Working data:
▼

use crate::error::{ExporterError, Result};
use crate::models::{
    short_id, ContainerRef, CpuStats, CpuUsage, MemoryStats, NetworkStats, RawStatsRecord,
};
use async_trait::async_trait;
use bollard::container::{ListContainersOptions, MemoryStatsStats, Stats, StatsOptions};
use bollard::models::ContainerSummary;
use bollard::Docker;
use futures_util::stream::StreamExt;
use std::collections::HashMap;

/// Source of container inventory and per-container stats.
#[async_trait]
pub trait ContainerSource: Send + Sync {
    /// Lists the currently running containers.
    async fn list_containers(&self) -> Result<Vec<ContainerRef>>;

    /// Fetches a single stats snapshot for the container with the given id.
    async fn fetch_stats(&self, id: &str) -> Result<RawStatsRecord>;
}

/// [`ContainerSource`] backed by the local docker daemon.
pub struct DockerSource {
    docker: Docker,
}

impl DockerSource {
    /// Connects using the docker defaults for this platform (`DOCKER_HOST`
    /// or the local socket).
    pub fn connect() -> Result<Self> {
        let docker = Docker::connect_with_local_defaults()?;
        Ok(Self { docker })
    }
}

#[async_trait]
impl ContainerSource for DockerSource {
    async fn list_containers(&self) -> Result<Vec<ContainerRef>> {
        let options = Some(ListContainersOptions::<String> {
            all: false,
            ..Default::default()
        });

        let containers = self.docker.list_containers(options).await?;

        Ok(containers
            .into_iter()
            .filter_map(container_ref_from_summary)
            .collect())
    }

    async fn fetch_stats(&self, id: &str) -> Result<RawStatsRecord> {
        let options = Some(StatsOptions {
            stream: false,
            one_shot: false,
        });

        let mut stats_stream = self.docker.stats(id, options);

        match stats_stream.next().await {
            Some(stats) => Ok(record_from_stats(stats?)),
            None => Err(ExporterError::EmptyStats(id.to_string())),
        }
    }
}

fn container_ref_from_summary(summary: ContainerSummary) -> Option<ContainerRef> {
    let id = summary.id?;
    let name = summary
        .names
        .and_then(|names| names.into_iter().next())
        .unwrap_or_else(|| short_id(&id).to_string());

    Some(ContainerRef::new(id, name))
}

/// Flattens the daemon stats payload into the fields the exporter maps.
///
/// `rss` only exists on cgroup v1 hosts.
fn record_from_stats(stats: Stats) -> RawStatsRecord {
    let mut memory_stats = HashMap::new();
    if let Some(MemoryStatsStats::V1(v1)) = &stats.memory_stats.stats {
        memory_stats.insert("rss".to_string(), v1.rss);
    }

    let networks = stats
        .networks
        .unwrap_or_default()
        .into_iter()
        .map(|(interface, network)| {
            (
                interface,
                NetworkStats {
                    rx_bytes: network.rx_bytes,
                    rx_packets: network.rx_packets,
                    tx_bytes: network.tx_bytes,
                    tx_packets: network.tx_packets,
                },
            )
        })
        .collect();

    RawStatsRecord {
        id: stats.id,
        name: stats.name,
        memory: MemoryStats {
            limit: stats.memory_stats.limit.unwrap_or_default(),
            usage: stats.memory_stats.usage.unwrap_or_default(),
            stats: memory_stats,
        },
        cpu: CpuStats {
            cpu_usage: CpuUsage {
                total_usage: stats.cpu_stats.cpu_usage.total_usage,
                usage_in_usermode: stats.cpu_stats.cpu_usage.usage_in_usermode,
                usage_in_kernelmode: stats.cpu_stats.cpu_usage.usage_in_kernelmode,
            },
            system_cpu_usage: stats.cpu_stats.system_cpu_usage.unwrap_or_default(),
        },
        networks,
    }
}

▲
▼

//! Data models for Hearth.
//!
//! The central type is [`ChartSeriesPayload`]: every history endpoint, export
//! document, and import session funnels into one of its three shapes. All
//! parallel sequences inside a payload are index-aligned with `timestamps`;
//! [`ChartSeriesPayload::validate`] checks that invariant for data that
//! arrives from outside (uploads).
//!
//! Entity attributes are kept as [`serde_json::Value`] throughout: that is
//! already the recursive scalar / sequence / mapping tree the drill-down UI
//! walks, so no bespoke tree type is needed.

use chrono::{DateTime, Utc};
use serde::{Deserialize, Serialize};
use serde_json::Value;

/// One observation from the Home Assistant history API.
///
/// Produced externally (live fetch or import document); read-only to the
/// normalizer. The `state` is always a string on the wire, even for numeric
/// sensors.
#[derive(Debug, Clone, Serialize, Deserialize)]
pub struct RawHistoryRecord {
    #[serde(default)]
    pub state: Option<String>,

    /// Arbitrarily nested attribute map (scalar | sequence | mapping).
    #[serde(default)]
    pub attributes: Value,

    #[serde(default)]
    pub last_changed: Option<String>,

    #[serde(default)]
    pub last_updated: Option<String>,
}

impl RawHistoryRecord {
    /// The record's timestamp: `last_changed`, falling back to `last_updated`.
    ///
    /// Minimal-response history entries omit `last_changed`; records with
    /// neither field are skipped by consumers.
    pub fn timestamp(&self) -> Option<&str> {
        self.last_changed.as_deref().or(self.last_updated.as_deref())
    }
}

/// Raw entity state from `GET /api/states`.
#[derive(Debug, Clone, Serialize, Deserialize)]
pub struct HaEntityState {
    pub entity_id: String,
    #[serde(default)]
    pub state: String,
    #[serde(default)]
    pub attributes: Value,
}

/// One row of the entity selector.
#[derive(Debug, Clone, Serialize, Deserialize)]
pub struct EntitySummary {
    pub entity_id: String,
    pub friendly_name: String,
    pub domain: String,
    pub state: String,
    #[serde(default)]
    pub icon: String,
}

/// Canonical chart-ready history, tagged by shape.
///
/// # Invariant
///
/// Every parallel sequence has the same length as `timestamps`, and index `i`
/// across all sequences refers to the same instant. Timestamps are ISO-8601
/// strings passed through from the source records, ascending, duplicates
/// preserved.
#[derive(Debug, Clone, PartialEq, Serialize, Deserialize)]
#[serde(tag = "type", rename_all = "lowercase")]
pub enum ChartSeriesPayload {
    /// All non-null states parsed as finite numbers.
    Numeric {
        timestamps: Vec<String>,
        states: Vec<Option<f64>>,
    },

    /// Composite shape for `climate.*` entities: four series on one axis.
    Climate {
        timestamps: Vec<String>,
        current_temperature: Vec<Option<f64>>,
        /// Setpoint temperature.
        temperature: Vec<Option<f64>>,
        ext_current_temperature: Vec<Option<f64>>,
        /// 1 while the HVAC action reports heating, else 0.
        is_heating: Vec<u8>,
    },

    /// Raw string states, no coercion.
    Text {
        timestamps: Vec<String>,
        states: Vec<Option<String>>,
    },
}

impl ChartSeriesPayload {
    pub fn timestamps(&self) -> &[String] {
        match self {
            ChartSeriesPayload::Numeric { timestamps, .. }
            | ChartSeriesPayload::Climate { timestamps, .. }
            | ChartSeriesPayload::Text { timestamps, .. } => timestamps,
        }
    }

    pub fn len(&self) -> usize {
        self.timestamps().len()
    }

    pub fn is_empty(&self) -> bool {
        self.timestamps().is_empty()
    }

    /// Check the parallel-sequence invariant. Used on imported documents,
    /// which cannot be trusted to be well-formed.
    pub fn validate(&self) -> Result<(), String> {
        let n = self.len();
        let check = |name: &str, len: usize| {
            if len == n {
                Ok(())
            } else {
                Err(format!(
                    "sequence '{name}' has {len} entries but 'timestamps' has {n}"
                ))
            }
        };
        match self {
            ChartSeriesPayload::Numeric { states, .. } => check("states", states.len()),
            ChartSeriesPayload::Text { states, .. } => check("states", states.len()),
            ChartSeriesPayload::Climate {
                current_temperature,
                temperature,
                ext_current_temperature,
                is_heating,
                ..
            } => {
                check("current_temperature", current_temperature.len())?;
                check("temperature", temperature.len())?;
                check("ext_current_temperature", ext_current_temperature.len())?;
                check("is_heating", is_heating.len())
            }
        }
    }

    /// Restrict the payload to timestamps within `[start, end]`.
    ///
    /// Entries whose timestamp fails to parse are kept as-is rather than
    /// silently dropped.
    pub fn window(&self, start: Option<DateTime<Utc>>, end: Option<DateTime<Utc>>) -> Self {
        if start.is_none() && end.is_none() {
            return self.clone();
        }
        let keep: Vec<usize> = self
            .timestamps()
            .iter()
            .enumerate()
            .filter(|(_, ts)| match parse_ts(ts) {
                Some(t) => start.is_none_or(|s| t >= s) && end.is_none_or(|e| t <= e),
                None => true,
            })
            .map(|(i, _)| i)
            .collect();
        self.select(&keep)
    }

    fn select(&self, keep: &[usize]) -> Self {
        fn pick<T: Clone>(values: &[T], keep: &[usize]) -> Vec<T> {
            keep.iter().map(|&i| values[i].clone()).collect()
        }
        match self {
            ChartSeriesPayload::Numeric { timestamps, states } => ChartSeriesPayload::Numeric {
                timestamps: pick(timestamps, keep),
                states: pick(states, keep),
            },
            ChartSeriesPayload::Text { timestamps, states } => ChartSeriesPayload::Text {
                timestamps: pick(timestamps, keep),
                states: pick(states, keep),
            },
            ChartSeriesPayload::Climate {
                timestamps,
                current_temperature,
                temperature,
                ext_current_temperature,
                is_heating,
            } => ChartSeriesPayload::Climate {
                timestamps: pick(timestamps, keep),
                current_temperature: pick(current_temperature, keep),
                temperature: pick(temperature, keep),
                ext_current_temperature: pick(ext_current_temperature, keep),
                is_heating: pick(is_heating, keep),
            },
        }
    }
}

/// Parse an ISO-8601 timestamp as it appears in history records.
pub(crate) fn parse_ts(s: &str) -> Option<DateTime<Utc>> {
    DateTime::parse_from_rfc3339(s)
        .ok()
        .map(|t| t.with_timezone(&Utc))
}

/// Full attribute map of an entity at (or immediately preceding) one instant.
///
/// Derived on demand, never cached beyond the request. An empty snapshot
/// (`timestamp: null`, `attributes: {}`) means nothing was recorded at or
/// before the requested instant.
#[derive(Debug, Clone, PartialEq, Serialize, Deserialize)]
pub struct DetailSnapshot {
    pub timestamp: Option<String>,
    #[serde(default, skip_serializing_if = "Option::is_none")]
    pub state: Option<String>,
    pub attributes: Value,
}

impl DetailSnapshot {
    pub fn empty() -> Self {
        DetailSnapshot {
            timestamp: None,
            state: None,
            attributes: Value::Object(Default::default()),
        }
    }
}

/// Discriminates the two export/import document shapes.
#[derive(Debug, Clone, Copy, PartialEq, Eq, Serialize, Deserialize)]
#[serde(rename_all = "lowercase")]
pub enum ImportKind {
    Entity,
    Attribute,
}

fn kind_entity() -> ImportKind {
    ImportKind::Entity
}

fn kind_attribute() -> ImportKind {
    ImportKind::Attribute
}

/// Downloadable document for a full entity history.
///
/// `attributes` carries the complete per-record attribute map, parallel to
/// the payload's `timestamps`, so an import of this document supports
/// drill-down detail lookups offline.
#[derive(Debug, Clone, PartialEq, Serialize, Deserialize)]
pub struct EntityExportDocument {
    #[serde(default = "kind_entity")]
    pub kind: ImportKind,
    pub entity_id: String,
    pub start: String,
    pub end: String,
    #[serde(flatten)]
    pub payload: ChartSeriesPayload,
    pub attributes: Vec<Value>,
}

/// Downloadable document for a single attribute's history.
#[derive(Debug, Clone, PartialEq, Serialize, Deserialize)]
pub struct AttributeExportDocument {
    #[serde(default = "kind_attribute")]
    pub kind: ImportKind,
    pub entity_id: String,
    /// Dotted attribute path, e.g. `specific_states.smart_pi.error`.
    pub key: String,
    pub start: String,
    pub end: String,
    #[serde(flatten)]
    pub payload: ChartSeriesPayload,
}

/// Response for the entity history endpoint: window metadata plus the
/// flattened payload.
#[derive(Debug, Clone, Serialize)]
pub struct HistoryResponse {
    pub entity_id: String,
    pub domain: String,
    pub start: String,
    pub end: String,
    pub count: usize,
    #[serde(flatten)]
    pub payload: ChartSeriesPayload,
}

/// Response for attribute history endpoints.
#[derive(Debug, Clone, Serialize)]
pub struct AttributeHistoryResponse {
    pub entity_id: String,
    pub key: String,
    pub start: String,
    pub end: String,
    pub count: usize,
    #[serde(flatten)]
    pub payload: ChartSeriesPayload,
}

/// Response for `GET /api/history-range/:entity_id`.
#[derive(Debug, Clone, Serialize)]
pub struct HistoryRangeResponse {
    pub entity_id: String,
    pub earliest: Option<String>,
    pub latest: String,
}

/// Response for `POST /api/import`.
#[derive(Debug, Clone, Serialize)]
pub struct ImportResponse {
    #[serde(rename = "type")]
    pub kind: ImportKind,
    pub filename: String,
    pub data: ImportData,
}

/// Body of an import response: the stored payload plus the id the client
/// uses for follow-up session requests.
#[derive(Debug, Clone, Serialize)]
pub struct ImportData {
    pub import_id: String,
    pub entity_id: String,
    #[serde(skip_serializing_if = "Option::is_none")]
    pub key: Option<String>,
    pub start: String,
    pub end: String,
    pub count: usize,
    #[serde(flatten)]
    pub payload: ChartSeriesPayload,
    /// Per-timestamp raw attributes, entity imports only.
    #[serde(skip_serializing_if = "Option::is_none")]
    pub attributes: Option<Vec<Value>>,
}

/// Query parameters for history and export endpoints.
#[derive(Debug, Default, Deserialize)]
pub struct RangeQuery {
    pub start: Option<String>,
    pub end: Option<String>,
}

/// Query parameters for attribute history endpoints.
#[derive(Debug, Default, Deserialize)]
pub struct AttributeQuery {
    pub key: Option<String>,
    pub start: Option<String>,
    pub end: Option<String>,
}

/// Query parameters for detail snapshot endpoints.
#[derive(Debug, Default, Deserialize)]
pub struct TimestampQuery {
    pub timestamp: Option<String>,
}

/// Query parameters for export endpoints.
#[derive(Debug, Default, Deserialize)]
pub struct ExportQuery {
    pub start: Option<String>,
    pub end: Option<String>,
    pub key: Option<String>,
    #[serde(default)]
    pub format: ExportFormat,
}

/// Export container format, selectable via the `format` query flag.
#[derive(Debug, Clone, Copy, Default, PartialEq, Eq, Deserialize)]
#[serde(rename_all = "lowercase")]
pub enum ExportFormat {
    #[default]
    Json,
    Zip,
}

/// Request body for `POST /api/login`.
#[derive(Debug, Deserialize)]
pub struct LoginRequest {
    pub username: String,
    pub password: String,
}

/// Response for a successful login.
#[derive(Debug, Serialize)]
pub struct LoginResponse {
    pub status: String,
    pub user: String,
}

▲

Required work: Lines that contain "null" should be pulled from the entries above and reported.

Output:
    /// All non-null states parsed as finite numbers.
/// (`timestamp: null`, `attributes: {}`) means nothing was recorded at or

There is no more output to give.